Information supplied START

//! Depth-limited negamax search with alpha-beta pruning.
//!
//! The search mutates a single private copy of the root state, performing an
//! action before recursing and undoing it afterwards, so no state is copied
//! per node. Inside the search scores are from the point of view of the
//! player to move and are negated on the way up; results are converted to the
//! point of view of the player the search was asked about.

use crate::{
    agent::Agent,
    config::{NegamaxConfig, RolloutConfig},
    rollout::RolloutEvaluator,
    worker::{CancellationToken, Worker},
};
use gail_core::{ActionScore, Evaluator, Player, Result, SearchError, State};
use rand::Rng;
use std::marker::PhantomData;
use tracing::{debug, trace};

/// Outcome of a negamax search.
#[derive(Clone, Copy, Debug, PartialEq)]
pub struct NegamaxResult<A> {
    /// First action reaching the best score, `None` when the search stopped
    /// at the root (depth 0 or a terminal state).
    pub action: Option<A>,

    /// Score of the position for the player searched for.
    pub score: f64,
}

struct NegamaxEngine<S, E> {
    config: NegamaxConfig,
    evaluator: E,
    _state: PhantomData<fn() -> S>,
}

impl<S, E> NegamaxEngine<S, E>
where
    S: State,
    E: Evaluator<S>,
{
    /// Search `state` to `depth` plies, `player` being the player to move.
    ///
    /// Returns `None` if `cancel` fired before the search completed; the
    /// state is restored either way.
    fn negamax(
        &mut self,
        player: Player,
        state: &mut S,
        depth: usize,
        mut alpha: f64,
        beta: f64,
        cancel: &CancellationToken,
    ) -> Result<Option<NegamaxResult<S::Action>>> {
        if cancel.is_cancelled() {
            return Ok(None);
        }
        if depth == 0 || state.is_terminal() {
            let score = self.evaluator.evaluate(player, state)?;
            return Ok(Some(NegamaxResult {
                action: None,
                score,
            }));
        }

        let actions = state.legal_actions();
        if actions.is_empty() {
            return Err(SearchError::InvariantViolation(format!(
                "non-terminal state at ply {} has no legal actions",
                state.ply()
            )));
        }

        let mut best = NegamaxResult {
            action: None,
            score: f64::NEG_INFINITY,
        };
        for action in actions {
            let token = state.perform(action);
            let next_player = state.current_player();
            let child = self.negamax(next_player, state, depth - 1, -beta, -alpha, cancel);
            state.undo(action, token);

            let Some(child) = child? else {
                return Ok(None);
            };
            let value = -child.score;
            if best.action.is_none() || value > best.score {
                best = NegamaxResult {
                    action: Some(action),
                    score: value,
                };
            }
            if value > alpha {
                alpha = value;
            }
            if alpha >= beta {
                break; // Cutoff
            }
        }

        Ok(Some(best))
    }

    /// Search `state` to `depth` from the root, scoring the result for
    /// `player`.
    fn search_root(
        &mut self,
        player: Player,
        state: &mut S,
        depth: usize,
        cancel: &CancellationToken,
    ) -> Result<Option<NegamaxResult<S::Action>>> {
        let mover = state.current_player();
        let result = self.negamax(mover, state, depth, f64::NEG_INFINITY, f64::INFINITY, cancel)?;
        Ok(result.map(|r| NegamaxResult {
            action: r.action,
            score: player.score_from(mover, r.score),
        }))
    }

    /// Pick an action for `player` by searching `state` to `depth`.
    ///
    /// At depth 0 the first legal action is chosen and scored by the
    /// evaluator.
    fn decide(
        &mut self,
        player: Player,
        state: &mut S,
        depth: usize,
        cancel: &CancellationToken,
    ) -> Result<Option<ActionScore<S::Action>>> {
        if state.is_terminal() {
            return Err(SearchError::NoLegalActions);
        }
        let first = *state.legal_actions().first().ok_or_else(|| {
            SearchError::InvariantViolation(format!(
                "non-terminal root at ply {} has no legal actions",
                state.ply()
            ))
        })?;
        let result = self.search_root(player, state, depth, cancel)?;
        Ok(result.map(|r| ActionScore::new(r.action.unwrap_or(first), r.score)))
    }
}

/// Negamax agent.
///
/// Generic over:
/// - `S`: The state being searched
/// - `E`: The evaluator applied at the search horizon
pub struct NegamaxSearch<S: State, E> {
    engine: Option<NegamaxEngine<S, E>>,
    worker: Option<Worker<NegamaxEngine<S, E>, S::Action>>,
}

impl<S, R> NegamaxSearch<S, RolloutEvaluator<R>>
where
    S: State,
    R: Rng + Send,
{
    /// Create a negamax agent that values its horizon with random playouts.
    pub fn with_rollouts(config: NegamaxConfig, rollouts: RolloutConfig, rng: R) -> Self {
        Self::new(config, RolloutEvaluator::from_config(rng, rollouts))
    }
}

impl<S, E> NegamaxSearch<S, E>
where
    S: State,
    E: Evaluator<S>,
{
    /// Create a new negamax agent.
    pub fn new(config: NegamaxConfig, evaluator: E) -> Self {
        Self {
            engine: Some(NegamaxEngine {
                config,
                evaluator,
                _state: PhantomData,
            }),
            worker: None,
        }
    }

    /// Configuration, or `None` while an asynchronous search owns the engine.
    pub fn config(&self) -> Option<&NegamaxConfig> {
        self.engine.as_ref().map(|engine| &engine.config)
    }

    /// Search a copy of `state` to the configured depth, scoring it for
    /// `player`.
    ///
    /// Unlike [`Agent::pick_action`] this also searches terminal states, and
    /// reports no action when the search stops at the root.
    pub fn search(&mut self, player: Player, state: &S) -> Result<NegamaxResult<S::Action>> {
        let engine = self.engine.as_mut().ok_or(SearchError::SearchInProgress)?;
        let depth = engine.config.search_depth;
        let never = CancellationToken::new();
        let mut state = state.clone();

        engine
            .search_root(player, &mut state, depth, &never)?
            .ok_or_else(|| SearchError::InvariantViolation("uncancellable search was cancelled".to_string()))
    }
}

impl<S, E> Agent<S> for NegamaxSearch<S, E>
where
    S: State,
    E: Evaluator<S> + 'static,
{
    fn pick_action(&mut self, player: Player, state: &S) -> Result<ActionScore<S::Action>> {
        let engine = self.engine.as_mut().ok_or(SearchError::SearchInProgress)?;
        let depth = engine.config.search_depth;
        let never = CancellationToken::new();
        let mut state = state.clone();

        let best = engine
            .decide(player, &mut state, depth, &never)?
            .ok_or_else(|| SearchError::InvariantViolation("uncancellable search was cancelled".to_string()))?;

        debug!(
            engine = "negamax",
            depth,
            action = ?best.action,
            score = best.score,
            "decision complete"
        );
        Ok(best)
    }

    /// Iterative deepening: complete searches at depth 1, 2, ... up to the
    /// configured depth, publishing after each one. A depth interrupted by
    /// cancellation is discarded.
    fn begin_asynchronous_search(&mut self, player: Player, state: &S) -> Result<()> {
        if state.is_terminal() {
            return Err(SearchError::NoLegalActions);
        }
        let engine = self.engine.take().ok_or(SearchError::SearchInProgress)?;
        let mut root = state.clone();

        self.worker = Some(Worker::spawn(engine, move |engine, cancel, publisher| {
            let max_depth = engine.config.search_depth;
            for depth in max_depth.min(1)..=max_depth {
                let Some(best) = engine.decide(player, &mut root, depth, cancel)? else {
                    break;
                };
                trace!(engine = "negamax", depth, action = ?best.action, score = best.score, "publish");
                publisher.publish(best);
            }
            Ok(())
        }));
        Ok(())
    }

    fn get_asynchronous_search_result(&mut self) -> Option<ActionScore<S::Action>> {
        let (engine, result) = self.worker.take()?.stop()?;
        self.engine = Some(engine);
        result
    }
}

Information supplied END

§ **Problem description**:
Copy out every entry, keeping each line exactly as it is.

§ **Completed task**:
//! Depth-limited negamax search with alpha-beta pruning.
//!
//! The search mutates a single private copy of the root state, performing an
//! action before recursing and undoing it afterwards, so no state is copied
//! per node. Inside the search scores are from the point of view of the
//! player to move and are negated on the way up; results are converted to the
//! point of view of the player the search was asked about.

use crate::{
    agent::Agent,
    config::{NegamaxConfig, RolloutConfig},
    rollout::RolloutEvaluator,
    worker::{CancellationToken, Worker},
};
use gail_core::{ActionScore, Evaluator, Player, Result, SearchError, State};
use rand::Rng;
use std::marker::PhantomData;
use tracing::{debug, trace};

/// Outcome of a negamax search.
#[derive(Clone, Copy, Debug, PartialEq)]
pub struct NegamaxResult<A> {
    /// First action reaching the best score, `None` when the search stopped
    /// at the root (depth 0 or a terminal state).
    pub action: Option<A>,

    /// Score of the position for the player searched for.
    pub score: f64,
}

struct NegamaxEngine<S, E> {
    config: NegamaxConfig,
    evaluator: E,
    _state: PhantomData<fn() -> S>,
}

impl<S, E> NegamaxEngine<S, E>
where
    S: State,
    E: Evaluator<S>,
{
    /// Search `state` to `depth` plies, `player` being the player to move.
    ///
    /// Returns `None` if `cancel` fired before the search completed; the
    /// state is restored either way.
    fn negamax(
        &mut self,
        player: Player,
        state: &mut S,
        depth: usize,
        mut alpha: f64,
        beta: f64,
        cancel: &CancellationToken,
    ) -> Result<Option<NegamaxResult<S::Action>>> {
        if cancel.is_cancelled() {
            return Ok(None);
        }
        if depth == 0 || state.is_terminal() {
            let score = self.evaluator.evaluate(player, state)?;
            return Ok(Some(NegamaxResult {
                action: None,
                score,
            }));
        }

        let actions = state.legal_actions();
        if actions.is_empty() {
            return Err(SearchError::InvariantViolation(format!(
                "non-terminal state at ply {} has no legal actions",
                state.ply()
            )));
        }

        let mut best = NegamaxResult {
            action: None,
            score: f64::NEG_INFINITY,
        };
        for action in actions {
            let token = state.perform(action);
            let next_player = state.current_player();
            let child = self.negamax(next_player, state, depth - 1, -beta, -alpha, cancel);
            state.undo(action, token);

            let Some(child) = child? else {
                return Ok(None);
            };
            let value = -child.score;
            if best.action.is_none() || value > best.score {
                best = NegamaxResult {
                    action: Some(action),
                    score: value,
                };
            }
            if value > alpha {
                alpha = value;
            }
            if alpha >= beta {
                break; // Cutoff
            }
        }

        Ok(Some(best))
    }

    /// Search `state` to `depth` from the root, scoring the result for
    /// `player`.
    fn search_root(
        &mut self,
        player: Player,
        state: &mut S,
        depth: usize,
        cancel: &CancellationToken,
    ) -> Result<Option<NegamaxResult<S::Action>>> {
        let mover = state.current_player();
        let result = self.negamax(mover, state, depth, f64::NEG_INFINITY, f64::INFINITY, cancel)?;
        Ok(result.map(|r| NegamaxResult {
            action: r.action,
            score: player.score_from(mover, r.score),
        }))
    }

    /// Pick an action for `player` by searching `state` to `depth`.
    ///
    /// At depth 0 the first legal action is chosen and scored by the
    /// evaluator.
    fn decide(
        &mut self,
        player: Player,
        state: &mut S,
        depth: usize,
        cancel: &CancellationToken,
    ) -> Result<Option<ActionScore<S::Action>>> {
        if state.is_terminal() {
            return Err(SearchError::NoLegalActions);
        }
        let first = *state.legal_actions().first().ok_or_else(|| {
            SearchError::InvariantViolation(format!(
                "non-terminal root at ply {} has no legal actions",
                state.ply()
            ))
        })?;
        let result = self.search_root(player, state, depth, cancel)?;
        Ok(result.map(|r| ActionScore::new(r.action.unwrap_or(first), r.score)))
    }
}

/// Negamax agent.
///
/// Generic over:
/// - `S`: The state being searched
/// - `E`: The evaluator applied at the search horizon
pub struct NegamaxSearch<S: State, E> {
    engine: Option<NegamaxEngine<S, E>>,
    worker: Option<Worker<NegamaxEngine<S, E>, S::Action>>,
}

impl<S, R> NegamaxSearch<S, RolloutEvaluator<R>>
where
    S: State,
    R: Rng + Send,
{
    /// Create a negamax agent that values its horizon with random playouts.
    pub fn with_rollouts(config: NegamaxConfig, rollouts: RolloutConfig, rng: R) -> Self {
        Self::new(config, RolloutEvaluator::from_config(rng, rollouts))
    }
}

impl<S, E> NegamaxSearch<S, E>
where
    S: State,
    E: Evaluator<S>,
{
    /// Create a new negamax agent.
    pub fn new(config: NegamaxConfig, evaluator: E) -> Self {
        Self {
            engine: Some(NegamaxEngine {
                config,
                evaluator,
                _state: PhantomData,
            }),
            worker: None,
        }
    }

    /// Configuration, or `None` while an asynchronous search owns the engine.
    pub fn config(&self) -> Option<&NegamaxConfig> {
        self.engine.as_ref().map(|engine| &engine.config)
    }

    /// Search a copy of `state` to the configured depth, scoring it for
    /// `player`.
    ///
    /// Unlike [`Agent::pick_action`] this also searches terminal states, and
    /// reports no action when the search stops at the root.
    pub fn search(&mut self, player: Player, state: &S) -> Result<NegamaxResult<S::Action>> {
        let engine = self.engine.as_mut().ok_or(SearchError::SearchInProgress)?;
        let depth = engine.config.search_depth;
        let never = CancellationToken::new();
        let mut state = state.clone();

        engine
            .search_root(player, &mut state, depth, &never)?
            .ok_or_else(|| SearchError::InvariantViolation("uncancellable search was cancelled".to_string()))
    }
}

impl<S, E> Agent<S> for NegamaxSearch<S, E>
where
    S: State,
    E: Evaluator<S> + 'static,
{
    fn pick_action(&mut self, player: Player, state: &S) -> Result<ActionScore<S::Action>> {
        let engine = self.engine.as_mut().ok_or(SearchError::SearchInProgress)?;
        let depth = engine.config.search_depth;
        let never = CancellationToken::new();
        let mut state = state.clone();

        let best = engine
            .decide(player, &mut state, depth, &never)?
            .ok_or_else(|| SearchError::InvariantViolation("uncancellable search was cancelled".to_string()))?;

        debug!(
            engine = "negamax",
            depth,
            action = ?best.action,
            score = best.score,
            "decision complete"
        );
        Ok(best)
    }

    /// Iterative deepening: complete searches at depth 1, 2, ... up to the
    /// configured depth, publishing after each one. A depth interrupted by
    /// cancellation is discarded.
    fn begin_asynchronous_search(&mut self, player: Player, state: &S) -> Result<()> {
        if state.is_terminal() {
            return Err(SearchError::NoLegalActions);
        }
        let engine = self.engine.take().ok_or(SearchError::SearchInProgress)?;
        let mut root = state.clone();

        self.worker = Some(Worker::spawn(engine, move |engine, cancel, publisher| {
            let max_depth = engine.config.search_depth;
            for depth in max_depth.min(1)..=max_depth {
                let Some(best) = engine.decide(player, &mut root, depth, cancel)? else {
                    break;
                };
                trace!(engine = "negamax", depth, action = ?best.action, score = best.score, "publish");
                publisher.publish(best);
            }
            Ok(())
        }));
        Ok(())
    }

    fn get_asynchronous_search_result(&mut self) -> Option<ActionScore<S::Action>> {
        let (engine, result) = self.worker.take()?.stop()?;
        self.engine = Some(engine);
        result
    }
}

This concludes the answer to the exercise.